Take Time To Love, Be, Enjoy, Think, Feel …

Take time to love, be, enjoy, think, feel ...

The present is the best time of your life. Yesterday is over. There is no future. Hawk fresh air, breathe, open. Give yourself time to love others, but also time to love yourself the way you deserve.

Take the time to think and feel the warm touches of your present. Once it’s over, it will never come back.

Psychologist and philosopher William James, who specialized in mental health, wrote about the concept of time. He explains that as we grow older, we experience a clear sense of the speed of time. Time turns into something fleeting, special, even scary.

According to James, the phenomenon is due to the fact that as we age, we no longer feel memorable moments as we did in our youth. In the years when everything was fresh, exciting and new (first love, that journey, that work, new house, new baby…). Like it or not, life becomes a routine. Our daily lives turn into a slow and intermittent experience. We do, see and face the same events and situations over and over again.

Gradually, the brains, short of new stimuli, enter a destructive spiral where their neurochemistry changes. With it, the memory starts to snippets and the perception of time becomes inconsistent. This could be avoided if we were constantly exposing ourselves to new experiences.

It’s about changing routines. Everything that is found after we leave our existential fog. Living in the moment and nourishing meaningful events. It’s easier than you might think.

We encourage you to consider this.

Your brain has a strange notion of time

We have heard of mindfullness, of conscious presence. It is used to control attention and accept the present moment. Mindfullness reinforces an individual’s way of acting creatively, in harmony with their own values.

However, its implementation is not as easy as one might think. Even beyond the clinical dimension. Many people start practicing mindfulness and soon realize that it is not right for them. Practical methods cannot be harmonized or maximized.

The reason for this is that our brains have a very strange concept of time, or what we think of the present. In The Power of Fifty Bits, author, researcher, and engineer Bob Nease  explains our brain’s tendency to change its focus and not focus on one particular perspective or interest. Our instincts and senses do not understand the concept of the present, the future, or the past, only survival.

The human mind lives in continuous autopilot mode. It focuses on several stimuli at once, with one goal: to process risks. Keeps us safe. It’s good to educate the mind and reassure “everything is fine” so that “everything is peaceful”.

If we can squeeze the branches of our spiritual forest, we can find our roots.

Learn to work with the present

“Stop the clocks, step out of your routines and dare to live  in the here and now ”: this classic phrase in self-help books has several features. We cannot escape our routines completely because we are still obligated to meet schedules and accomplish tasks that are part of the engine that drives and shapes our lives.

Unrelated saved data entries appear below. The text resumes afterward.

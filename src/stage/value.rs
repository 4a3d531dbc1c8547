//! Typed attribute values carried by scene-document nodes.

use crate::math::{Rgb, Vec3};
use serde::{Deserialize, Serialize};

/// A typed attribute value. Attributes keep whatever type they were last
/// authored with; consumers read them back through the `as_*` accessors.
#[derive(Debug, Clone, PartialEq, Serialize, Deserialize)]
#[serde(tag = "type", content = "value")]
pub enum AttrValue {
    Bool(bool),
    Int(i64),
    Float(f32),
    Vec3(Vec3),
    Color(Rgb),
    Token(String),
    FloatArray(Vec<f32>),
    IntArray(Vec<i64>),
    Vec3Array(Vec<Vec3>),
}

impl AttrValue {
    pub fn as_bool(&self) -> Option<bool> {
        match self {
            Self::Bool(v) => Some(*v),
            _ => None,
        }
    }

    pub fn as_float(&self) -> Option<f32> {
        match self {
            Self::Float(v) => Some(*v),
            Self::Int(v) => Some(*v as f32),
            _ => None,
        }
    }

    pub fn as_vec3(&self) -> Option<Vec3> {
        match self {
            Self::Vec3(v) => Some(*v),
            _ => None,
        }
    }

    pub fn as_color(&self) -> Option<Rgb> {
        match self {
            Self::Color(v) => Some(*v),
            _ => None,
        }
    }

    pub fn as_token(&self) -> Option<&str> {
        match self {
            Self::Token(v) => Some(v),
            _ => None,
        }
    }
}

impl From<bool> for AttrValue {
    fn from(v: bool) -> Self {
        Self::Bool(v)
    }
}

impl From<i64> for AttrValue {
    fn from(v: i64) -> Self {
        Self::Int(v)
    }
}

impl From<f32> for AttrValue {
    fn from(v: f32) -> Self {
        Self::Float(v)
    }
}

impl From<Vec3> for AttrValue {
    fn from(v: Vec3) -> Self {
        Self::Vec3(v)
    }
}

impl From<Rgb> for AttrValue {
    fn from(v: Rgb) -> Self {
        Self::Color(v)
    }
}

impl From<&str> for AttrValue {
    fn from(v: &str) -> Self {
        Self::Token(v.to_string())
    }
}
//! Typed parameter-set tree extracted from a video.
//!
//! A [`SceneAnalysis`] is the unit of variation: one fully specified
//! description of a scene instance, either the base analysis produced by the
//! vision model or one of its randomized variants. It is deserialized and
//! validated exactly once, at the boundary where model output enters the
//! crate; downstream components treat it as immutable and never re-validate.

mod camera;
mod lighting;
mod physics;
mod scene;
mod shape;
pub(crate) mod wire;

pub use camera::CameraEstimation;
pub use lighting::{DomeLightParams, KeyLightParams, LightingConditions};
pub use physics::{PhysicsEstimation, PhysicsObject};
pub use scene::{ObjectMaterial, SceneComposition, SceneObject};
pub use shape::ShapeKind;

use crate::error::{Result, SynthForgeError};
use serde::{Deserialize, Serialize};

/// One fully specified numeric/categorical description of a scene instance.
#[derive(Debug, Clone, Default, PartialEq, Serialize, Deserialize)]
pub struct SceneAnalysis {
    #[serde(default)]
    pub scene_composition: SceneComposition,

    #[serde(default)]
    pub physics_estimation: PhysicsEstimation,

    #[serde(default)]
    pub lighting_conditions: LightingConditions,

    #[serde(default)]
    pub camera_estimation: CameraEstimation,

    /// Index assigned by the randomizer; absent on the base analysis.
    #[serde(default, skip_serializing_if = "Option::is_none")]
    pub variation_id: Option<u32>,
}

impl SceneAnalysis {
    /// Parses and validates raw model output in one step.
    pub fn from_json(raw: &str) -> Result<Self> {
        let analysis: Self = serde_json::from_str(raw)?;
        analysis.validate()?;
        Ok(analysis)
    }

    /// Checks the caller contract: both required sections must be present
    /// and list at least one object. Anything softer (unmatched ids,
    /// missing materials, odd shape labels) is handled downstream with
    /// defaults, not here.
    pub fn validate(&self) -> Result<()> {
        if self.scene_composition.objects.is_empty() {
            return Err(SynthForgeError::InvalidAnalysis(
                "scene_composition is missing or lists no objects".into(),
            ));
        }
        if self.physics_estimation.objects.is_empty() {
            return Err(SynthForgeError::InvalidAnalysis(
                "physics_estimation is missing or lists no objects".into(),
            ));
        }
        Ok(())
    }

    /// Looks up the physics estimate joined to a scene object id.
    pub fn physics_for(&self, id: &str) -> Option<&PhysicsObject> {
        self.physics_estimation
            .objects
            .iter()
            .find(|obj| obj.id == id)
    }
}
//! Variant stage generation: one document, many selectable variations.

use crate::analysis::SceneAnalysis;
use crate::author::{OverrideAuthor, OverrideStrategy, TopologyAuthor};
use crate::config::SceneDefaults;
use crate::error::{Result, SynthForgeError};
use crate::stage::{Stage, StageCache, UpAxis};
use std::path::{Path, PathBuf};

/// Name of the variant axis declared on every generated document.
pub const VARIANT_SET_NAME: &str = "SimulationVariant";

/// Name of the alternative at a given variant index.
pub fn variant_name(index: usize) -> String {
    format!("Variation_{index:03}")
}

/// Composes a single scene document holding every variation as a
/// selectable alternative over one shared topology.
///
/// A run walks fixed phases in order: open or recycle the target document,
/// author the shared topology once, author each variant inside its own
/// isolated edit scope, select the default alternative, persist. An error
/// in any variant aborts the whole run before anything is written; there
/// is no partially persisted document.
pub struct VariantSceneGenerator {
    defaults: SceneDefaults,
}

impl VariantSceneGenerator {
    pub fn new(defaults: SceneDefaults) -> Self {
        Self { defaults }
    }

    /// Authors a complete variant document from a base analysis.
    ///
    /// The base supplies the topology; each entry of `variations` becomes
    /// one override layer, matched to topology nodes by object id. If the
    /// working set already holds a document with this identity it is
    /// cleared and reauthored, so reruns are idempotent. Returns the path
    /// the document was persisted to.
    pub fn create_variant_stage(
        &self,
        cache: &mut StageCache,
        base: &SceneAnalysis,
        variations: &[SceneAnalysis],
        identity: &str,
    ) -> Result<PathBuf> {
        base.validate()?;
        check_backend(identity)?;

        log::info!(
            "Creating scene document with {} variants at: {identity}",
            variations.len()
        );

        let stage = cache.open_or_create(identity);
        stage.set_up_axis(UpAxis::Y);
        stage.set_meters_per_unit(1.0);

        TopologyAuthor::new(self.defaults).author(stage, base)?;
        Self::author_variants(stage, variations, OverrideStrategy::DirectId)?;

        let path = stage.save()?;
        log::info!("Saved scene document: {}", path.display());
        Ok(path)
    }

    /// Hybrid mode: grafts variant overrides onto a hand-authored base
    /// document instead of generating topology.
    ///
    /// The base is copied to the output identity first (replacing any
    /// resident document with that identity) and topology authoring is
    /// skipped entirely, since the base supplies it. Override values are
    /// matched to nodes by their role-name prefixes.
    pub fn graft_variant_stage(
        &self,
        cache: &mut StageCache,
        base_document: &Path,
        variations: &[SceneAnalysis],
        identity: &str,
    ) -> Result<PathBuf> {
        check_backend(identity)?;

        log::info!(
            "Grafting {} variants onto {} at: {identity}",
            variations.len(),
            base_document.display()
        );

        let mut base = Stage::load_from(base_document)?;
        base.set_identity(identity);
        let stage = cache.insert(base);

        Self::author_variants(stage, variations, OverrideStrategy::CategoryTag)?;

        let path = stage.save()?;
        log::info!("Saved scene document: {}", path.display());
        Ok(path)
    }

    /// Declares the variant axis and authors every variation into its own
    /// alternative. `Variation_000` ends up selected even though authoring
    /// finishes at N-1: the first consumer to open the document must see a
    /// deterministic scene.
    fn author_variants(
        stage: &mut Stage,
        variations: &[SceneAnalysis],
        strategy: OverrideStrategy,
    ) -> Result<()> {
        let author = OverrideAuthor::new(strategy);
        stage.add_variant_set(VARIANT_SET_NAME);

        for (index, data) in variations.iter().enumerate() {
            let name = variant_name(index);
            log::info!("Authoring variant: {name}");

            stage.add_variant(VARIANT_SET_NAME, &name)?;
            stage.set_variant_selection(VARIANT_SET_NAME, &name)?;
            stage
                .with_variant_edit(VARIANT_SET_NAME, &name, |s| author.author(s, data))
                .map_err(|source| SynthForgeError::VariantAuthoring {
                    index,
                    source: Box::new(source),
                })?;
        }

        if !variations.is_empty() {
            stage.set_variant_selection(VARIANT_SET_NAME, &variant_name(0))?;
        }
        Ok(())
    }
}

impl Default for VariantSceneGenerator {
    fn default() -> Self {
        Self::new(SceneDefaults::default())
    }
}

/// Native simulator formats cannot be authored from this environment; the
/// documented fallback is a deferred bundle (`deferred` module), which
/// preserves the data and intent for an environment that can.
fn check_backend(identity: &str) -> Result<()> {
    let lower = identity.to_ascii_lowercase();
    if lower.ends_with(".usd") || lower.ends_with(".usda") || lower.ends_with(".usdc") {
        return Err(SynthForgeError::BackendUnavailable(format!(
            "cannot author '{identity}' directly here; \
             emit a deferred bundle with deferred::write_deferred_bundle instead"
        )));
    }
    Ok(())
}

Learn to work genuinely with yourself in the present moment. Psychologist Zygmund Baumant describes today’s society as a fluid whole where nothing lasts and where everything is either abandoned or changed.

Doing many things at the same time and pleasing the mentality has made us unpredictable individuals out of balance: the present, here and now.

Learning to deal with our needs and moral obligations. This is how we can shape a happy life. Free from fears, remorse of the past, and anxiety of the future. Let’s give our loved ones something we can’t buy or sell: TIME.